(Stored items)
========
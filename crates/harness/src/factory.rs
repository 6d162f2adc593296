//! Per-operation client factory registry.

use std::any::Any;
use std::collections::HashMap;
use std::fmt;
use std::sync::Arc;

use autotest_wire::TestingConfig;

use crate::error::ClientError;
use crate::sdk::ConfigurationProvider;

/// Builds an SDK client of type `C` for one operation.
pub type ClientFactory<C> =
    dyn Fn(&dyn ConfigurationProvider, &TestingConfig) -> Result<C, ClientError> + Send + Sync;

/// Maps `(service, operation)` to the factory that builds its client.
///
/// Factories of different client types share one registry; the type is
/// checked when a factory is looked up.
#[derive(Default)]
pub struct ClientFactoryRegistry {
    factories: HashMap<(String, String), Box<dyn Any + Send + Sync>>,
}

impl ClientFactoryRegistry {
    pub fn new() -> Self {
        Self::default()
    }

    /// Register `factory` for one operation, replacing any earlier one.
    pub fn register<C, F>(&mut self, service: &str, operation: &str, factory: F)
    where
        C: 'static,
        F: Fn(&dyn ConfigurationProvider, &TestingConfig) -> Result<C, ClientError>
            + Send
            + Sync
            + 'static,
    {
        let factory: Arc<ClientFactory<C>> = Arc::new(factory);
        self.insert(service, operation, factory);
    }

    /// Register one factory for every operation of a service client.
    pub fn register_service<C, F>(&mut self, service: &str, operations: &[&str], factory: F)
    where
        C: 'static,
        F: Fn(&dyn ConfigurationProvider, &TestingConfig) -> Result<C, ClientError>
            + Send
            + Sync
            + 'static,
    {
        let factory: Arc<ClientFactory<C>> = Arc::new(factory);
        for operation in operations {
            self.insert(service, operation, factory.clone());
        }
    }

    fn insert<C: 'static>(&mut self, service: &str, operation: &str, factory: Arc<ClientFactory<C>>) {
        let key = (service.to_string(), operation.to_string());
        if self.factories.insert(key, Box::new(factory)).is_some() {
            tracing::debug!(service, operation, "replaced client factory");
        }
    }

    /// The factory registered for `(service, operation)`.
    pub fn factory<C: 'static>(
        &self,
        service: &str,
        operation: &str,
    ) -> Result<Arc<ClientFactory<C>>, ClientError> {
        let key = (service.to_string(), operation.to_string());
        let entry = self
            .factories
            .get(&key)
            .ok_or_else(|| ClientError::NotRegistered {
                service: service.to_string(),
                operation: operation.to_string(),
            })?;
        entry
            .downcast_ref::<Arc<ClientFactory<C>>>()
            .cloned()
            .ok_or_else(|| ClientError::WrongClientKind {
                service: service.to_string(),
                operation: operation.to_string(),
            })
    }

    pub fn contains(&self, service: &str, operation: &str) -> bool {
        self.factories
            .contains_key(&(service.to_string(), operation.to_string()))
    }

    pub fn len(&self) -> usize {
        self.factories.len()
    }

    pub fn is_empty(&self) -> bool {
        self.factories.is_empty()
    }
}

impl fmt::Debug for ClientFactoryRegistry {
    fn fmt(&self, f: &mut fmt::Formatter<'_>) -> fmt::Result {
        let mut keys: Vec<_> = self.factories.keys().collect();
        keys.sort();
        f.debug_struct("ClientFactoryRegistry")
            .field("operations", &keys)
            .finish()
    }
}
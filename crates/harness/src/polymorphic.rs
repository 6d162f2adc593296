//! Polymorphic request decoding.
//!
//! A polymorphic base (e.g. `CreateAutonomousDatabaseBase`) is a Rust sum
//! type; each concrete variant is a struct wrapped by one enum arm. A
//! [`PolymorphicDecoder`] is the table from discriminator value to the
//! constructor for that arm. [`PolymorphicUnmarshalSpec`] binds decoders to
//! the request fields that hold them.

use std::collections::BTreeMap;
use std::fmt;

use serde::de::DeserializeOwned;
use serde_json::{Map, Value};

use crate::error::DecodeError;

type VariantFn<T> = Box<dyn Fn(&Value) -> Result<T, serde_json::Error> + Send + Sync>;

/// Decodes a JSON object into one variant of the base type `T`, chosen by
/// the string at `discriminator`.
///
/// Matches are exact and case-sensitive. An unknown value is always an
/// error, never a fall-through to a default variant.
pub struct PolymorphicDecoder<T> {
    base: String,
    discriminator: String,
    variants: BTreeMap<String, VariantFn<T>>,
}

impl<T> PolymorphicDecoder<T> {
    pub fn new(base: impl Into<String>, discriminator: impl Into<String>) -> Self {
        PolymorphicDecoder {
            base: base.into(),
            discriminator: discriminator.into(),
            variants: BTreeMap::new(),
        }
    }

    /// Map discriminator `value` to variant type `V`, wrapped into the base
    /// by `wrap`.
    ///
    /// # Panics
    ///
    /// Panics if `value` is already mapped; discriminator values must be
    /// unique within one base.
    pub fn variant<V, F>(mut self, value: impl Into<String>, wrap: F) -> Self
    where
        V: DeserializeOwned + 'static,
        F: Fn(V) -> T + Send + Sync + 'static,
    {
        let value = value.into();
        assert!(
            !self.variants.contains_key(&value),
            "{}: discriminator value '{}' mapped twice",
            self.base,
            value
        );
        self.variants.insert(
            value,
            Box::new(move |raw: &Value| V::deserialize(raw).map(&wrap)),
        );
        self
    }

    pub fn base(&self) -> &str {
        &self.base
    }

    pub fn discriminator(&self) -> &str {
        &self.discriminator
    }

    /// The discriminator values this decoder accepts, in sorted order.
    pub fn values(&self) -> impl Iterator<Item = &str> {
        self.variants.keys().map(String::as_str)
    }

    /// Decode `raw` into the variant its discriminator names.
    pub fn decode(&self, raw: &Value) -> Result<T, DecodeError> {
        let object = raw.as_object().ok_or_else(|| DecodeError::NotAnObject {
            base: self.base.clone(),
        })?;

        let tag = match object.get(&self.discriminator) {
            Some(Value::String(tag)) if !tag.is_empty() => tag,
            _ => {
                return Err(DecodeError::MissingDiscriminator {
                    base: self.base.clone(),
                    field: self.discriminator.clone(),
                })
            }
        };

        let construct = self
            .variants
            .get(tag)
            .ok_or_else(|| DecodeError::UnknownDiscriminator {
                base: self.base.clone(),
                field: self.discriminator.clone(),
                value: tag.clone(),
            })?;

        construct(raw).map_err(|e| DecodeError::Variant {
            base: self.base.clone(),
            value: tag.clone(),
            message: e.to_string(),
        })
    }
}

impl<T> fmt::Debug for PolymorphicDecoder<T> {
    fn fmt(&self, f: &mut fmt::Formatter<'_>) -> fmt::Result {
        f.debug_struct("PolymorphicDecoder")
            .field("base", &self.base)
            .field("discriminator", &self.discriminator)
            .field("values", &self.variants.keys().collect::<Vec<_>>())
            .finish()
    }
}

// ──────────────────────────────────────────────
// Unmarshal spec
// ──────────────────────────────────────────────

type AssignFn<R> = Box<dyn Fn(&mut R, &Value) -> Result<(), DecodeError> + Send + Sync>;

struct Slot<R> {
    field: String,
    required: bool,
    discriminator: String,
    assign: AssignFn<R>,
}

/// Per-request table of polymorphic bases, keyed by base name.
///
/// Each base names the request field that holds it. When decoding, that
/// field is removed from the JSON object, the rest of the request is
/// deserialized into `R`, and the decoded variant is stored through the
/// base's assign function. `R` must therefore deserialize without the
/// field (e.g. `#[serde(skip_deserializing)]` on an `Option`).
pub struct PolymorphicUnmarshalSpec<R> {
    slots: BTreeMap<String, Slot<R>>,
}

impl<R> Default for PolymorphicUnmarshalSpec<R> {
    fn default() -> Self {
        PolymorphicUnmarshalSpec {
            slots: BTreeMap::new(),
        }
    }
}

impl<R: 'static> PolymorphicUnmarshalSpec<R> {
    pub fn new() -> Self {
        Self::default()
    }

    /// Register a base that must be present in every request.
    pub fn base<T, F>(
        self,
        field: impl Into<String>,
        decoder: PolymorphicDecoder<T>,
        assign: F,
    ) -> Self
    where
        T: 'static,
        F: Fn(&mut R, T) + Send + Sync + 'static,
    {
        self.insert(field.into(), true, decoder, assign)
    }

    /// Register a base whose field may be absent or `null`.
    pub fn optional_base<T, F>(
        self,
        field: impl Into<String>,
        decoder: PolymorphicDecoder<T>,
        assign: F,
    ) -> Self
    where
        T: 'static,
        F: Fn(&mut R, T) + Send + Sync + 'static,
    {
        self.insert(field.into(), false, decoder, assign)
    }

    fn insert<T, F>(
        mut self,
        field: String,
        required: bool,
        decoder: PolymorphicDecoder<T>,
        assign: F,
    ) -> Self
    where
        T: 'static,
        F: Fn(&mut R, T) + Send + Sync + 'static,
    {
        let base = decoder.base().to_string();
        let discriminator = decoder.discriminator().to_string();
        let slot = Slot {
            field,
            required,
            discriminator,
            assign: Box::new(move |request: &mut R, raw: &Value| {
                let value = decoder.decode(raw)?;
                assign(request, value);
                Ok(())
            }),
        };
        self.slots.insert(base, slot);
        self
    }

    /// Bases registered in this spec.
    pub fn bases(&self) -> impl Iterator<Item = &str> {
        self.slots.keys().map(String::as_str)
    }

    /// The `(field, discriminator)` pair registered for `base`.
    pub fn lookup(&self, base: &str) -> Option<(&str, &str)> {
        self.slots
            .get(base)
            .map(|s| (s.field.as_str(), s.discriminator.as_str()))
    }

    /// Decode one `Request` JSON value.
    pub fn decode_request(&self, raw: &Value) -> Result<R, DecodeError>
    where
        R: DeserializeOwned,
    {
        let mut object: Map<String, Value> = raw
            .as_object()
            .cloned()
            .ok_or_else(|| DecodeError::InvalidRequest("not a JSON object".to_string()))?;

        let mut pending = Vec::with_capacity(self.slots.len());
        for (base, slot) in &self.slots {
            match object.remove(&slot.field) {
                None | Some(Value::Null) if slot.required => {
                    return Err(DecodeError::MissingSlot {
                        base: base.clone(),
                        field: slot.field.clone(),
                    })
                }
                None | Some(Value::Null) => {}
                Some(value) => pending.push((slot, value)),
            }
        }

        let mut request = R::deserialize(Value::Object(object))
            .map_err(|e| DecodeError::InvalidRequest(e.to_string()))?;

        for (slot, value) in pending {
            (slot.assign)(&mut request, &value)?;
        }
        Ok(request)
    }
}

impl<R> fmt::Debug for PolymorphicUnmarshalSpec<R> {
    fn fmt(&self, f: &mut fmt::Formatter<'_>) -> fmt::Result {
        f.debug_map()
            .entries(self.slots.iter().map(|(base, slot)| (base, &slot.field)))
            .finish()
    }
}

#[cfg(test)]
mod tests {
    use super::*;
    use serde::Deserialize;
    use serde_json::json;

    #[derive(Debug, Clone, PartialEq, Deserialize)]
    #[serde(rename_all = "camelCase")]
    struct NewDatabase {
        db_name: String,
        admin_password: String,
    }

    #[derive(Debug, Clone, PartialEq, Deserialize)]
    #[serde(rename_all = "camelCase")]
    struct FromBackup {
        backup_id: String,
    }

    #[derive(Debug, Clone, PartialEq)]
    enum DatabaseSource {
        New(NewDatabase),
        FromBackup(FromBackup),
    }

    #[derive(Debug, Clone, PartialEq, Deserialize)]
    struct CreateDatabaseRequest {
        #[serde(rename = "CompartmentId")]
        compartment_id: String,
        #[serde(skip_deserializing)]
        details: Option<DatabaseSource>,
    }

    fn decoder() -> PolymorphicDecoder<DatabaseSource> {
        PolymorphicDecoder::new("CreateDatabaseBase", "source")
            .variant("NONE", DatabaseSource::New)
            .variant("DB_BACKUP", DatabaseSource::FromBackup)
    }

    #[test]
    fn decodes_known_variant_with_all_fields() {
        let value = decoder()
            .decode(&json!({"source": "NONE", "dbName": "orcl", "adminPassword": "pw"}))
            .unwrap();
        assert_eq!(
            value,
            DatabaseSource::New(NewDatabase {
                db_name: "orcl".into(),
                admin_password: "pw".into()
            })
        );
    }

    #[test]
    fn unknown_value_is_an_error() {
        let err = decoder()
            .decode(&json!({"source": "CLONE", "backupId": "b"}))
            .unwrap_err();
        assert_eq!(
            err,
            DecodeError::UnknownDiscriminator {
                base: "CreateDatabaseBase".into(),
                field: "source".into(),
                value: "CLONE".into()
            }
        );
    }

    #[test]
    fn match_is_case_sensitive() {
        let err = decoder().decode(&json!({"source": "none"})).unwrap_err();
        assert!(matches!(err, DecodeError::UnknownDiscriminator { .. }));
    }

    #[test]
    fn empty_or_non_string_discriminator_is_missing() {
        for raw in [
            json!({"source": "", "backupId": "b"}),
            json!({"source": 7}),
            json!({"backupId": "b"}),
        ] {
            let err = decoder().decode(&raw).unwrap_err();
            assert!(matches!(err, DecodeError::MissingDiscriminator { .. }), "{raw}");
        }
    }

    #[test]
    fn variant_field_errors_are_reported() {
        let err = decoder()
            .decode(&json!({"source": "DB_BACKUP", "backupId": 12}))
            .unwrap_err();
        match err {
            DecodeError::Variant { value, .. } => assert_eq!(value, "DB_BACKUP"),
            other => panic!("expected Variant, got {:?}", other),
        }
    }

    #[test]
    fn not_an_object() {
        let err = decoder().decode(&json!(["NONE"])).unwrap_err();
        assert!(matches!(err, DecodeError::NotAnObject { .. }));
    }

    #[test]
    #[should_panic(expected = "mapped twice")]
    fn duplicate_value_panics() {
        let _ = PolymorphicDecoder::<DatabaseSource>::new("CreateDatabaseBase", "source")
            .variant("NONE", DatabaseSource::New)
            .variant("NONE", DatabaseSource::New);
    }

    #[test]
    fn values_are_listed() {
        let decoder = decoder();
        let values: Vec<&str> = decoder.values().collect();
        assert_eq!(values, vec!["DB_BACKUP", "NONE"]);
    }

    fn spec() -> PolymorphicUnmarshalSpec<CreateDatabaseRequest> {
        PolymorphicUnmarshalSpec::new().base(
            "CreateDatabaseDetails",
            decoder(),
            |request: &mut CreateDatabaseRequest, details| request.details = Some(details),
        )
    }

    #[test]
    fn spec_assigns_variant_into_slot() {
        let request = spec()
            .decode_request(&json!({
                "CompartmentId": "ocid1.compartment",
                "CreateDatabaseDetails": {"source": "DB_BACKUP", "backupId": "ocid1.backup"}
            }))
            .unwrap();
        assert_eq!(request.compartment_id, "ocid1.compartment");
        assert_eq!(
            request.details,
            Some(DatabaseSource::FromBackup(FromBackup {
                backup_id: "ocid1.backup".into()
            }))
        );
    }

    #[test]
    fn spec_lookup_is_by_base_name() {
        let spec = spec();
        assert_eq!(
            spec.lookup("CreateDatabaseBase"),
            Some(("CreateDatabaseDetails", "source"))
        );
        assert_eq!(spec.lookup("CreateDatabaseDetails"), None);
        assert_eq!(spec.bases().collect::<Vec<_>>(), vec!["CreateDatabaseBase"]);
    }

    #[test]
    fn required_slot_missing() {
        let err = spec()
            .decode_request(&json!({"CompartmentId": "c"}))
            .unwrap_err();
        assert_eq!(
            err,
            DecodeError::MissingSlot {
                base: "CreateDatabaseBase".into(),
                field: "CreateDatabaseDetails".into()
            }
        );
    }

    #[test]
    fn optional_slot_may_be_null() {
        let spec = PolymorphicUnmarshalSpec::new().optional_base(
            "CreateDatabaseDetails",
            decoder(),
            |request: &mut CreateDatabaseRequest, details| request.details = Some(details),
        );
        let request = spec
            .decode_request(&json!({"CompartmentId": "c", "CreateDatabaseDetails": null}))
            .unwrap();
        assert!(request.details.is_none());
    }

    #[test]
    fn unknown_request_fields_are_ignored() {
        let request = spec()
            .decode_request(&json!({
                "CompartmentId": "c",
                "OpcRetryToken": "t",
                "CreateDatabaseDetails": {"source": "NONE", "dbName": "a", "adminPassword": "b", "extra": 1}
            }))
            .unwrap();
        assert!(matches!(request.details, Some(DatabaseSource::New(_))));
    }
}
========
What to produce
Across all of the records above, how many lines include the string "TestingConfig"? Answer with one number only.

Solution to this problem
4